— EXERCISE OBJECTIVE —
Please copy out every line in the records below that includes the word "Commands".
..........
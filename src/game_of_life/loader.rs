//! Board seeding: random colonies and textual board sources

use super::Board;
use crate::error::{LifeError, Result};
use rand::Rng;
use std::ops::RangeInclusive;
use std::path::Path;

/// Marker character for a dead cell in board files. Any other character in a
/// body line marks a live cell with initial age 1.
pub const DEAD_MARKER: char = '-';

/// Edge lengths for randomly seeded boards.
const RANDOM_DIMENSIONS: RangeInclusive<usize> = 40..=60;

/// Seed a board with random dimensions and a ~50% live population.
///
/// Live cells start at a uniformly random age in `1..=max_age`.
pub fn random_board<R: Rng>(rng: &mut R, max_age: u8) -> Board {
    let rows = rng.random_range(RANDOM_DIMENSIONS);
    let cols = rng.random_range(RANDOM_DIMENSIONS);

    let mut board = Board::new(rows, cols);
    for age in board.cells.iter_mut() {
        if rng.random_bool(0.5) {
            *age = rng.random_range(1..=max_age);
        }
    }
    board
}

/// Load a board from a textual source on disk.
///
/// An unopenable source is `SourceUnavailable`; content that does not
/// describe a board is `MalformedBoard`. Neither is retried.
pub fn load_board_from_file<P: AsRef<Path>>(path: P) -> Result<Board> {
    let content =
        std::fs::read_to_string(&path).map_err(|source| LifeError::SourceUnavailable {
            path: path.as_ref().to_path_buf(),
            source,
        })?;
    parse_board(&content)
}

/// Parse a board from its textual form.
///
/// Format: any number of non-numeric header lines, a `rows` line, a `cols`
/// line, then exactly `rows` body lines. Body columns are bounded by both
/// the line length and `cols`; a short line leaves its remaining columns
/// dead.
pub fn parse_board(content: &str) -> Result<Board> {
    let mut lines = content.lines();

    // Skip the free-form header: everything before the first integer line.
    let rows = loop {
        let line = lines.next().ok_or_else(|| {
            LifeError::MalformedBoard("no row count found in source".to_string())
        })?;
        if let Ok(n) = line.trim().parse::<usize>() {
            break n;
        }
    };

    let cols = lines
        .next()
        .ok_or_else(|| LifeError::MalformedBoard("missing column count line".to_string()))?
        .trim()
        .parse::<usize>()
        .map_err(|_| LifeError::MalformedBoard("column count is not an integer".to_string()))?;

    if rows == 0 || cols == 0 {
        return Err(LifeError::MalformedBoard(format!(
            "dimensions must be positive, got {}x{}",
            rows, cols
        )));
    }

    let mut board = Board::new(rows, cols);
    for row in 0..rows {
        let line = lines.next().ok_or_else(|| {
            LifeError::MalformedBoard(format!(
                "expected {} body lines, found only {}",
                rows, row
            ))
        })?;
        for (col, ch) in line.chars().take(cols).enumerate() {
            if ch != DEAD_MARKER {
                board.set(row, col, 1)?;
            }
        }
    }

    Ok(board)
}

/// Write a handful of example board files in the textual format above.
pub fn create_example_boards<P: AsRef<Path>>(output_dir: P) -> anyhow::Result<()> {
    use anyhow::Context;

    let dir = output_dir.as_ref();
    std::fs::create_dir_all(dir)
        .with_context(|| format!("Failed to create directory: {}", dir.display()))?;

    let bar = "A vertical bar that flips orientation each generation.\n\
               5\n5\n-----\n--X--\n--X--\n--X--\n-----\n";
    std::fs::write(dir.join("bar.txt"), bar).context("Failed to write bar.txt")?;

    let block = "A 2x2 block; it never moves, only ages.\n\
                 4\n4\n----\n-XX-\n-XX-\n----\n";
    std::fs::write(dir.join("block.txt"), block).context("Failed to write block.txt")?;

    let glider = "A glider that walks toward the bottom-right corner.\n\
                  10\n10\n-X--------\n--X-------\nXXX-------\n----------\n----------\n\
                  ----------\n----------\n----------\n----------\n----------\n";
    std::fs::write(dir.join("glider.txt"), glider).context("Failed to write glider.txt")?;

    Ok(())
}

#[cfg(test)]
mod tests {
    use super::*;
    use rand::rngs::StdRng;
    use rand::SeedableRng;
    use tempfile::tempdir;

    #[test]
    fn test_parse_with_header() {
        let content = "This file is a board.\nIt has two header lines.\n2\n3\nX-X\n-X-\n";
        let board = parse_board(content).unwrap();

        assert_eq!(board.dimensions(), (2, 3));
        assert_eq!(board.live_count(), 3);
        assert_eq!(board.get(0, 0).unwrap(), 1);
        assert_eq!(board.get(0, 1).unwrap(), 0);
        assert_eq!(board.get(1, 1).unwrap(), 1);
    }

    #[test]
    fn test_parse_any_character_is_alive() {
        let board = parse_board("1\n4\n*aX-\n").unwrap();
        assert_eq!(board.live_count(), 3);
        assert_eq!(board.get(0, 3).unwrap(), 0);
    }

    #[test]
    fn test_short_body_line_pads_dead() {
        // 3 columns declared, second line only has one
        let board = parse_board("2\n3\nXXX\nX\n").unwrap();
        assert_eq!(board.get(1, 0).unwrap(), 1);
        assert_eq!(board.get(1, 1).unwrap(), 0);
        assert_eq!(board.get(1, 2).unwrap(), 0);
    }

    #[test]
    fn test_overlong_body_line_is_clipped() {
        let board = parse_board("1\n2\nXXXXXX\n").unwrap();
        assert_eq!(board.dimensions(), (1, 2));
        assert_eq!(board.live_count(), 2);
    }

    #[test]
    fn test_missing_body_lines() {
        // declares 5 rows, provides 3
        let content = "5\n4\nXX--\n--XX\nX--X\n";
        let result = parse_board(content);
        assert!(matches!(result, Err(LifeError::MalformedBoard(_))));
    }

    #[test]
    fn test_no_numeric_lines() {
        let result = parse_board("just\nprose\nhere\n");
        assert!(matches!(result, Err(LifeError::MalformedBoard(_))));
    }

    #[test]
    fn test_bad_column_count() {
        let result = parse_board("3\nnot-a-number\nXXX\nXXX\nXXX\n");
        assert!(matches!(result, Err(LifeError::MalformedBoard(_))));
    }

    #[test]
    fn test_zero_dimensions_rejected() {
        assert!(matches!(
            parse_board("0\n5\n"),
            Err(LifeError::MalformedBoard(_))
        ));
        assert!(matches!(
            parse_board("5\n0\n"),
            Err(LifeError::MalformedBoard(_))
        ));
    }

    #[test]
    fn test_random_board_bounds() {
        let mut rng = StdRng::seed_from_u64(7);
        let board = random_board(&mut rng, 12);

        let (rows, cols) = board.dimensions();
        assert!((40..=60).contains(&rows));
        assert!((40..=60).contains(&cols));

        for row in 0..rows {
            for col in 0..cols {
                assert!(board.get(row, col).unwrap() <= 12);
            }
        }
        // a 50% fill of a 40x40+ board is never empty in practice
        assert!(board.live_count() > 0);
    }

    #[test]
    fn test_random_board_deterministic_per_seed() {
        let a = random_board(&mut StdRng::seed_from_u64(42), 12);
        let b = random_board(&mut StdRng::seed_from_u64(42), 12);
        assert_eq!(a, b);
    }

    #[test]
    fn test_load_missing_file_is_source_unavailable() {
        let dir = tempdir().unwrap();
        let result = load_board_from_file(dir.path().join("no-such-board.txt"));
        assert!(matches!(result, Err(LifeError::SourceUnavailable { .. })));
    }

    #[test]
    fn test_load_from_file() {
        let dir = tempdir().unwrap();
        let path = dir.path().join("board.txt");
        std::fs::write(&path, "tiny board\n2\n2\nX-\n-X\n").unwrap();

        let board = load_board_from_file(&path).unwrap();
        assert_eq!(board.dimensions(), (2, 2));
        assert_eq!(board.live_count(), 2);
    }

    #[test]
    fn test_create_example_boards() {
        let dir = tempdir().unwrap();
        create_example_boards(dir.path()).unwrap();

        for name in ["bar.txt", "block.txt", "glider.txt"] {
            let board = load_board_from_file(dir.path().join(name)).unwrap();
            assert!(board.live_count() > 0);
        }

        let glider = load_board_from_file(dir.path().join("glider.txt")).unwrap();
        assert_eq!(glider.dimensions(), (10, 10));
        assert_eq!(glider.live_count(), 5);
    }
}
..........
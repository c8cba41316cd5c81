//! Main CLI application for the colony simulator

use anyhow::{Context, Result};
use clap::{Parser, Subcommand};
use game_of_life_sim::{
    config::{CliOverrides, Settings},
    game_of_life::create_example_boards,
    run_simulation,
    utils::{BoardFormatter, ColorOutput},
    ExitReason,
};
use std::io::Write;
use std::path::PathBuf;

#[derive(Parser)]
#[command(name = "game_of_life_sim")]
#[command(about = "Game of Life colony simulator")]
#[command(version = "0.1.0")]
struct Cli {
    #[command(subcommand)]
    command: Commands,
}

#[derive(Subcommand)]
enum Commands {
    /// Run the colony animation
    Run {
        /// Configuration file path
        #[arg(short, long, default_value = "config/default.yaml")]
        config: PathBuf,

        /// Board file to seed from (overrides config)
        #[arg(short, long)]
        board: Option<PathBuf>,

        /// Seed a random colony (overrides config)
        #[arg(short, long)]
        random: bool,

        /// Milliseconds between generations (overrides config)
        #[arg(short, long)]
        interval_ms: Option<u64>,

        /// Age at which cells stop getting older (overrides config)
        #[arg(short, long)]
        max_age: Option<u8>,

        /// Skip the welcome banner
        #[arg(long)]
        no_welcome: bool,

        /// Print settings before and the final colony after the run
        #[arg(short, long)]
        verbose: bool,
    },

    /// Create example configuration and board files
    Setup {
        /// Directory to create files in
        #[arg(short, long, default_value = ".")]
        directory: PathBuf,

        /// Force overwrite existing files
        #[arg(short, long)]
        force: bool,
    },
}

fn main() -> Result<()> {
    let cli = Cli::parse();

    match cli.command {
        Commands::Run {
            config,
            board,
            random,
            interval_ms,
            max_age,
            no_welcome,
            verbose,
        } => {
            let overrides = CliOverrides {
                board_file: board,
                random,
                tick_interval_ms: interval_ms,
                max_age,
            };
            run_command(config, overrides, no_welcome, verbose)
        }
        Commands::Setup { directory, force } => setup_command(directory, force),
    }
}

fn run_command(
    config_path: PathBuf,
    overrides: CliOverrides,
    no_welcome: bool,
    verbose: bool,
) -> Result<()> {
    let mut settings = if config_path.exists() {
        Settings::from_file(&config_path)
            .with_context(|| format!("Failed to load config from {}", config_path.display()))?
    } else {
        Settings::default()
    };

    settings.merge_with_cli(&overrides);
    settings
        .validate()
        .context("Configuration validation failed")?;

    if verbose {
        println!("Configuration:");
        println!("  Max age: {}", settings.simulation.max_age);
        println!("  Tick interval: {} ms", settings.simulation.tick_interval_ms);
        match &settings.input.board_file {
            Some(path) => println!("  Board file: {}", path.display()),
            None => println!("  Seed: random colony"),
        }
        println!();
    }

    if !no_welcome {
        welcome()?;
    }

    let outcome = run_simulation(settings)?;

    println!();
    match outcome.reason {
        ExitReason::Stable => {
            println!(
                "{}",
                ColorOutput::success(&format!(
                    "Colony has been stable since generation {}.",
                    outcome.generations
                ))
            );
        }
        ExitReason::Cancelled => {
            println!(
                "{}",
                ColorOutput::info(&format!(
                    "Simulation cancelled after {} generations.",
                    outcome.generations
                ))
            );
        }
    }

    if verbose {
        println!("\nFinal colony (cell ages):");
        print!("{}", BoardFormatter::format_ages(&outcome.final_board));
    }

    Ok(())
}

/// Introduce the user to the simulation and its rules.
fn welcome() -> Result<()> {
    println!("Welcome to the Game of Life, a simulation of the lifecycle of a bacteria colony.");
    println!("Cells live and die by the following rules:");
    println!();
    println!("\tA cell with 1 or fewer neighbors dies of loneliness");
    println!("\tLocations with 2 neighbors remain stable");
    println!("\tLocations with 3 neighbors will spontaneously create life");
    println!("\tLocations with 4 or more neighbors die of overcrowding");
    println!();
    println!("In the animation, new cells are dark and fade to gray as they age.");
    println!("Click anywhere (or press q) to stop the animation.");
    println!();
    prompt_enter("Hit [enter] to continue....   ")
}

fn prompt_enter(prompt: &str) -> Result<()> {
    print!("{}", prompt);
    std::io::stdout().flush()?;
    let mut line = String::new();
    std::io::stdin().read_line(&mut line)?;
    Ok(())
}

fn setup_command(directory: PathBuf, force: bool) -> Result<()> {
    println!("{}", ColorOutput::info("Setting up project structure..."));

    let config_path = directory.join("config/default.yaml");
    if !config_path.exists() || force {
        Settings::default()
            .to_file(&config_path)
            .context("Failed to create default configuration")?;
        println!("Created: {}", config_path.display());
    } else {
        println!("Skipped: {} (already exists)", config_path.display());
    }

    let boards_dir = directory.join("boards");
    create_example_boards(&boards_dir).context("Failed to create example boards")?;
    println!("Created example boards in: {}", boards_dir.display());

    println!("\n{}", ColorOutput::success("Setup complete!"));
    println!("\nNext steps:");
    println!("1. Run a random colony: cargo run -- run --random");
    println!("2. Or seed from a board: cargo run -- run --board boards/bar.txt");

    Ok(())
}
..........
— OUTPUT OF THE TASK —
    command: Commands,
enum Commands {
        Commands::Run {
        Commands::Setup { directory, force } => setup_command(directory, force),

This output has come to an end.